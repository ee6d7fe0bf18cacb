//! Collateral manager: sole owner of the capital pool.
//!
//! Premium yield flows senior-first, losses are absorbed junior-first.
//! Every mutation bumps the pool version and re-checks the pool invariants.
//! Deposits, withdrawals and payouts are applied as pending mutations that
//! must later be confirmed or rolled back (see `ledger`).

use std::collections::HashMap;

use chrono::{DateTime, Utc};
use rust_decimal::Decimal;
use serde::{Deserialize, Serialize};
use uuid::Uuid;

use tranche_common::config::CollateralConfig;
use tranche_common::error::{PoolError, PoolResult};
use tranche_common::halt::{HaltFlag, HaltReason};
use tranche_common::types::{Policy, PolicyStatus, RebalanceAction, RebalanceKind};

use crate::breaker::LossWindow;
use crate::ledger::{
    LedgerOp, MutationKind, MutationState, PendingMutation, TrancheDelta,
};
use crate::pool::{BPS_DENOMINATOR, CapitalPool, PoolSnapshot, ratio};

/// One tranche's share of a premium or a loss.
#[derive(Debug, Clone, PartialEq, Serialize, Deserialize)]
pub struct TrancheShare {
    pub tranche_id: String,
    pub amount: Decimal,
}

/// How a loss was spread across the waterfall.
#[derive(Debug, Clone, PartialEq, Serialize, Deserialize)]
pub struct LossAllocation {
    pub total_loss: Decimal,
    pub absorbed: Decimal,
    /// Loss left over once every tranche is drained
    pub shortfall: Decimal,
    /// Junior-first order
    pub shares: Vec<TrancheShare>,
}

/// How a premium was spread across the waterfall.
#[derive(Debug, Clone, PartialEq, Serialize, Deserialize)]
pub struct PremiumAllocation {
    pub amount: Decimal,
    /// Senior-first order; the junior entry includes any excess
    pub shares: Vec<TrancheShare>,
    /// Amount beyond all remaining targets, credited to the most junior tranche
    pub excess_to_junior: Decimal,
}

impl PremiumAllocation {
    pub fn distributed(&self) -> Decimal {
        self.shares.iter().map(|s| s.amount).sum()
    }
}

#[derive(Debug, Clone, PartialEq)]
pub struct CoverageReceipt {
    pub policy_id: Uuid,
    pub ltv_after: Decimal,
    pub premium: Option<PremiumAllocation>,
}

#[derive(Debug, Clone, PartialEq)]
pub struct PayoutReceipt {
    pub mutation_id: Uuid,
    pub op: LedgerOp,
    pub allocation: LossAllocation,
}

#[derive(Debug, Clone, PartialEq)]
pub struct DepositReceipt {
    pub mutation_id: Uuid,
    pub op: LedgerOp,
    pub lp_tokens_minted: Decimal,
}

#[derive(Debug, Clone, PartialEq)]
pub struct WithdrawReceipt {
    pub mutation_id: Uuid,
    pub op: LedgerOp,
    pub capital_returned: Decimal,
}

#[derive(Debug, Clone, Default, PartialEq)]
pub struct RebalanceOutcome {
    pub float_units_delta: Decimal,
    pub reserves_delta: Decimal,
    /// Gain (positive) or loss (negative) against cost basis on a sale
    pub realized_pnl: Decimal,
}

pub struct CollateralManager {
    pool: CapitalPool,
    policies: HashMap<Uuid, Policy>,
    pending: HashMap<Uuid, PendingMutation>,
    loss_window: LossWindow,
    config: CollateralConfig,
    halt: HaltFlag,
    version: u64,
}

*-*-*

_Activity_
Scan the material above for "self". Copy every line where it appears.

_Exercise answer_
    pub fn distributed(&self) -> Decimal {
        self.shares.iter().map(|s| s.amount).sum()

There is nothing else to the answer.